By the summer of 2000, my military record looked complete on paper. I had been awarded a second Meritorious Service Medal for my time at Fort Campbell and had been selected for promotion to the senior enlisted rank of Sergeant First Class. Accepting that promotion required a mandatory six-year reenlistment—a straight shot to the twenty-year retirement mark.
Instead, I walked away.
The narrative of the unbroken, invulnerable soldier is a myth. The reality was that sixteen years of relentless operational tempo—culminating in the trauma, loss, and aftermath of the Range 54 crash—had taken a profound, invisible toll. I had reached a state of complete operational and personal burnout. The communication and logistics networks I had spent my career building and protecting were intact, but my own internal systems were failing. I realized that remaining in a high-stakes leadership role while compromised was a liability to the soldiers relying on me.

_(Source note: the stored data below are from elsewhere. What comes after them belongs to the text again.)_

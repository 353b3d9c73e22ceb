//! Operator resource pool.
//!
//! A resource is a (signer keypair, holder account) pair. One resource
//! drives at most one Ethereum transaction at a time; the pool hands them
//! out round-robin, pinning a resource to its transaction signature for the
//! transaction's lifetime. Fresh resources start Disabled and go through an
//! on-chain initialization before they are eligible.

use std::collections::{HashMap, VecDeque};
use std::sync::{Arc, Mutex};

use alloy_primitives::B256;
use solana_keypair::Keypair;
use solana_pubkey::Pubkey;
use solana_signer::Signer;

use crate::chain::{ChainError, Commitment, SolanaAdapter};
use crate::evm::NeonTxHash;
use crate::loader::{HolderInfo, HolderStatus, IxBuilder, SolTx};
use crate::sender::{SendError, SenderConfig, TxListSender};
use crate::types::StuckTxInfo;

#[derive(Debug, thiserror::Error)]
pub enum ResourceError {
    #[error("operator balance {balance} below the minimum {min_balance}")]
    LowBalance { balance: u64, min_balance: u64 },
    #[error(transparent)]
    Chain(#[from] ChainError),
    #[error(transparent)]
    Send(#[from] SendError),
    #[error("holder in unusable state: {0}")]
    BadHolder(String),
}

/// One (signer, holder) pair. Clones share the keypair.
#[derive(Debug, Clone)]
pub struct OpResource {
    pub signer: Arc<Keypair>,
    pub resource_id: u32,
    pub holder: Pubkey,
    pub holder_seed: String,
}

impl OpResource {
    pub fn new(signer: Arc<Keypair>, resource_id: u32, program_id: &Pubkey) -> Self {
        let holder_seed = format!("holder-{resource_id:08x}");
        let holder = Pubkey::create_with_seed(&signer.pubkey(), &holder_seed, program_id)
            .expect("seed within limits");
        Self {
            signer,
            resource_id,
            holder,
            holder_seed,
        }
    }

    pub fn payer(&self) -> Pubkey {
        self.signer.pubkey()
    }
}

#[derive(Default)]
struct PoolInner {
    disabled: VecDeque<OpResource>,
    enabled: VecDeque<OpResource>,
    taken: HashMap<NeonTxHash, OpResource>,
    /// Last resource id used for a tx signature, so a rescheduled tx gets
    /// the same holder back when it is free.
    pin_map: HashMap<NeonTxHash, u32>,
}

/// Thread-safe pool; the only mutable state shared between executor workers.
pub struct OpResourcePool {
    inner: Mutex<PoolInner>,
}

impl OpResourcePool {
    /// Builds the full resource set from configured signers; everything
    /// starts Disabled until initialization enables it.
    pub fn new(signer_list: &[Arc<Keypair>], resource_cnt_per_signer: u32, program_id: &Pubkey) -> Self {
        let mut disabled = VecDeque::new();
        for signer in signer_list {
            for resource_id in 0..resource_cnt_per_signer {
                disabled.push_back(OpResource::new(signer.clone(), resource_id, program_id));
            }
        }
        Self {
            inner: Mutex::new(PoolInner {
                disabled,
                ..PoolInner::default()
            }),
        }
    }

    /// Pops one Disabled resource for initialization, if any.
    pub fn get_disabled(&self) -> Option<OpResource> {
        self.inner.lock().expect("pool lock").disabled.pop_front()
    }

    pub fn enable(&self, resource: OpResource) {
        self.inner.lock().expect("pool lock").enabled.push_back(resource);
    }

    /// Returns a resource to Disabled; it must pass initialization again.
    pub fn disable(&self, resource: OpResource) {
        let mut inner = self.inner.lock().expect("pool lock");
        inner.pin_map.retain(|_, id| *id != resource.resource_id);
        inner.disabled.push_back(resource);
    }

    /// Round-robin acquire pinned by tx signature: a transaction that held a
    /// resource before gets the same one back if it is currently free.
    pub fn acquire(&self, neon_tx_sig: NeonTxHash) -> Option<OpResource> {
        let mut inner = self.inner.lock().expect("pool lock");
        if inner.taken.contains_key(&neon_tx_sig) {
            // a worker already runs this tx; refuse a second resource
            return None;
        }
        let position = inner.pin_map.get(&neon_tx_sig).and_then(|pinned_id| {
            inner
                .enabled
                .iter()
                .position(|r| r.resource_id == *pinned_id)
        });
        let resource = match position {
            Some(idx) => inner.enabled.remove(idx),
            None => inner.enabled.pop_front(),
        }?;
        inner.pin_map.insert(neon_tx_sig, resource.resource_id);
        inner.taken.insert(neon_tx_sig, resource.clone());
        Some(resource)
    }

    pub fn release(&self, neon_tx_sig: &NeonTxHash) {
        let mut inner = self.inner.lock().expect("pool lock");
        if let Some(resource) = inner.taken.remove(neon_tx_sig) {
            inner.enabled.push_back(resource);
        }
    }

    /// Removes an acquired resource from circulation entirely, for callers
    /// that must disable it instead of returning it to the ring.
    pub fn take(&self, neon_tx_sig: &NeonTxHash) -> Option<OpResource> {
        let mut inner = self.inner.lock().expect("pool lock");
        inner.pin_map.remove(neon_tx_sig);
        inner.taken.remove(neon_tx_sig)
    }

    /// Drops the pin once the transaction left the mempool for good.
    pub fn forget(&self, neon_tx_sig: &NeonTxHash) {
        let mut inner = self.inner.lock().expect("pool lock");
        inner.taken.remove(neon_tx_sig);
        inner.pin_map.remove(neon_tx_sig);
    }

    pub fn enabled_cnt(&self) -> usize {
        self.inner.lock().expect("pool lock").enabled.len()
    }

    pub fn disabled_cnt(&self) -> usize {
        self.inner.lock().expect("pool lock").disabled.len()
    }
}

/// Outcome of one resource initialization.
#[derive(Debug)]
pub struct InitOutcome {
    pub resource: OpResource,
    /// A predecessor's transaction found Active in the holder; the resource
    /// is still enabled, the stuck tx goes to the dictionary.
    pub stuck_tx: Option<StuckTxInfo>,
}

/// Performs the on-chain side of resource initialization: balance check,
/// holder creation or re-creation, holder status read.
pub struct ResourceInitializer {
    adapter: SolanaAdapter,
    program_id: Pubkey,
    holder_size: usize,
    min_balance: u64,
    sender_config: SenderConfig,
    treasury_pool_cnt: u32,
    treasury_pool_seed: Vec<u8>,
    cu_limit: u32,
}

impl ResourceInitializer {
    #[allow(clippy::too_many_arguments)]
    pub fn new(
        adapter: SolanaAdapter,
        program_id: Pubkey,
        holder_size: usize,
        min_balance: u64,
        sender_config: SenderConfig,
        treasury_pool_cnt: u32,
        treasury_pool_seed: Vec<u8>,
        cu_limit: u32,
    ) -> Self {
        Self {
            adapter,
            program_id,
            holder_size,
            min_balance,
            sender_config,
            treasury_pool_cnt,
            treasury_pool_seed,
            cu_limit,
        }
    }

    pub async fn init(&self, resource: OpResource) -> Result<InitOutcome, ResourceError> {
        let balance = self
            .adapter
            .get_balance(&resource.payer(), Commitment::Confirmed)
            .await?;
        if balance < self.min_balance {
            return Err(ResourceError::LowBalance {
                balance,
                min_balance: self.min_balance,
            });
        }

        let holder_info = self.read_holder(&resource).await?;
        let holder_info = match holder_info {
            None => {
                self.create_holder(&resource, false).await?;
                self.read_holder(&resource)
                    .await?
                    .unwrap_or_else(|| HolderInfo::empty(resource.holder))
            }
            Some(info) if info.data_size != self.holder_size && info.is_free_for_use() => {
                self.create_holder(&resource, true).await?;
                self.read_holder(&resource)
                    .await?
                    .unwrap_or_else(|| HolderInfo::empty(resource.holder))
            }
            Some(info) => info,
        };

        let stuck_tx = match &holder_info.status {
            HolderStatus::Active {
                neon_tx_sig,
                chain_id,
            } => {
                tracing::warn!(
                    holder = %resource.holder,
                    neon_tx_sig = %neon_tx_sig,
                    "holder carries a predecessor's active transaction"
                );
                Some(StuckTxInfo {
                    neon_tx_sig: *neon_tx_sig,
                    holder: resource.holder,
                    chain_id: *chain_id,
                    rlp: Vec::new(),
                    alt_address_list: Vec::new(),
                    start_time: 0,
                })
            }
            _ => None,
        };

        Ok(InitOutcome { resource, stuck_tx })
    }

    async fn read_holder(&self, resource: &OpResource) -> Result<Option<HolderInfo>, ResourceError> {
        let account = self
            .adapter
            .get_account(&resource.holder, Commitment::Confirmed)
            .await?;
        Ok(account.map(|acct| HolderInfo::from_account_data(resource.holder, &acct.data)))
    }

    /// Creates the holder, first deleting a wrong-sized one. Creation is
    /// idempotent on chain: `AccountAlreadyExists` counts as success.
    async fn create_holder(
        &self,
        resource: &OpResource,
        delete_first: bool,
    ) -> Result<(), ResourceError> {
        let builder = IxBuilder::new(
            self.program_id,
            resource.payer(),
            resource.holder,
            B256::ZERO,
            self.treasury_pool_cnt,
            &self.treasury_pool_seed,
            self.cu_limit,
            0,
        );
        let rent = self.adapter.get_rent_exempt_balance(self.holder_size).await?;
        let mut tx_list = Vec::new();
        if delete_first {
            tx_list.push(SolTx::new_legacy(
                "HolderDelete",
                resource.payer(),
                vec![builder.holder_delete_ix(&resource.holder_seed)],
            ));
        }
        let create_account_ix = solana_system_interface::instruction::create_account_with_seed(
            &resource.payer(),
            &resource.holder,
            &resource.payer(),
            &resource.holder_seed,
            rent,
            self.holder_size as u64,
            &self.program_id,
        );
        tx_list.push(SolTx::new_legacy(
            "HolderCreate",
            resource.payer(),
            vec![create_account_ix, builder.holder_create_ix(&resource.holder_seed)],
        ));

        let mut sender = TxListSender::new(
            self.adapter.clone(),
            resource.signer.clone(),
            self.sender_config.clone(),
        );
        sender.send(tx_list).await?;
        Ok(())
    }
}

#[cfg(test)]
mod tests {
    use super::*;

    fn pool_with(resource_cnt: u32) -> OpResourcePool {
        let signer = Arc::new(Keypair::new());
        let program_id = Pubkey::new_unique();
        let pool = OpResourcePool::new(&[signer], resource_cnt, &program_id);
        while let Some(resource) = pool.get_disabled() {
            pool.enable(resource);
        }
        pool
    }

    #[test]
    fn acquire_is_exclusive_per_tx() {
        let pool = pool_with(2);
        let sig = B256::repeat_byte(1);
        let first = pool.acquire(sig).expect("resource");
        assert!(pool.acquire(sig).is_none());
        pool.release(&sig);
        let again = pool.acquire(sig).expect("resource");
        assert_eq!(first.resource_id, again.resource_id);
    }

    #[test]
    fn pinning_survives_release() {
        let pool = pool_with(3);
        let sig_a = B256::repeat_byte(1);
        let sig_b = B256::repeat_byte(2);
        let res_a = pool.acquire(sig_a).expect("resource");
        let _res_b = pool.acquire(sig_b).expect("resource");
        pool.release(&sig_a);
        // another tx grabs resources in between
        let sig_c = B256::repeat_byte(3);
        let _res_c = pool.acquire(sig_c).expect("resource");
        let res_a_again = pool.acquire(sig_a).expect("resource");
        assert_eq!(res_a.resource_id, res_a_again.resource_id);
    }

    #[test]
    fn disable_removes_pins() {
        let pool = pool_with(1);
        let sig = B256::repeat_byte(9);
        let resource = pool.acquire(sig).expect("resource");
        pool.release(&sig);
        let resource = pool.acquire(sig).expect("resource again");
        pool.forget(&sig);
        pool.disable(resource);
        assert_eq!(pool.enabled_cnt(), 0);
        assert_eq!(pool.disabled_cnt(), 1);
    }

    #[test]
    fn holder_derivation_is_deterministic() {
        let signer = Arc::new(Keypair::new());
        let program_id = Pubkey::new_unique();
        let res_a = OpResource::new(signer.clone(), 5, &program_id);
        let res_b = OpResource::new(signer, 5, &program_id);
        assert_eq!(res_a.holder, res_b.holder);
    }
}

Leaving the Army wasn’t a seamless, triumphant pivot; it was a hard, necessary collision with reality. I stepped away from the only professional world I knew to finally process the human cost of those sixteen years.

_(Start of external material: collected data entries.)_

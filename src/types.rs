//! Domain types shared across the submission pipeline and the indexer.

use alloy_primitives::B256;
use serde::{Deserialize, Serialize};
use solana_pubkey::Pubkey;

/// One stuck Ethereum transaction: an iterative execution whose holder
/// stayed Active past its window. Written by the indexer (external) or by
/// resource initialization (own), consumed by the strategy engine to resume
/// and finalize.
#[derive(Debug, Clone, PartialEq, Eq, Serialize, Deserialize)]
pub struct StuckTxInfo {
    pub neon_tx_sig: B256,
    pub holder: Pubkey,
    pub chain_id: u64,
    /// RLP of the transaction when known; a takeover discovered on-chain may
    /// only know the signature until the holder is read.
    #[serde(with = "hex_bytes")]
    pub rlp: Vec<u8>,
    pub alt_address_list: Vec<Pubkey>,
    /// Slot at which the transaction was first seen stuck.
    pub start_time: u64,
}

mod hex_bytes {
    use serde::{Deserialize, Deserializer, Serializer};

    pub fn serialize<S: Serializer>(bytes: &[u8], s: S) -> Result<S::Ok, S::Error> {
        s.serialize_str(&hex::encode(bytes))
    }

    pub fn deserialize<'de, D: Deserializer<'de>>(d: D) -> Result<Vec<u8>, D::Error> {
        let text = String::deserialize(d)?;
        hex::decode(text).map_err(serde::de::Error::custom)
    }
}

/// Snapshot of everything stuck at one slot, as persisted for recovery.
#[derive(Debug, Clone, Default, Serialize, Deserialize)]
pub struct StuckSnapshot {
    pub block_slot: u64,
    pub tx_list: Vec<StuckTxInfo>,
    pub alt_list: Vec<Pubkey>,
    pub holder_list: Vec<Pubkey>,
}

Using my GI Bill, I completely rebuilt my foundation. I shifted my focus entirely to the human element, studying psychology and working as a grief counselor. That work—helping others navigate profound loss, crisis, and recovery—became the critical bridge to my second act.
I eventually transitioned into technology, starting with a coding bootcamp, hustling as an iOS developer, and ultimately moving into software engineering management. Today, my leadership philosophy is rooted in that entire spectrum of experience. I know exactly what it takes to build resilient, zero-fail technical systems under pressure. But more importantly, I understand the profound human element—the empathy, the limits, and the psychological safety—required to sustain the teams that build them.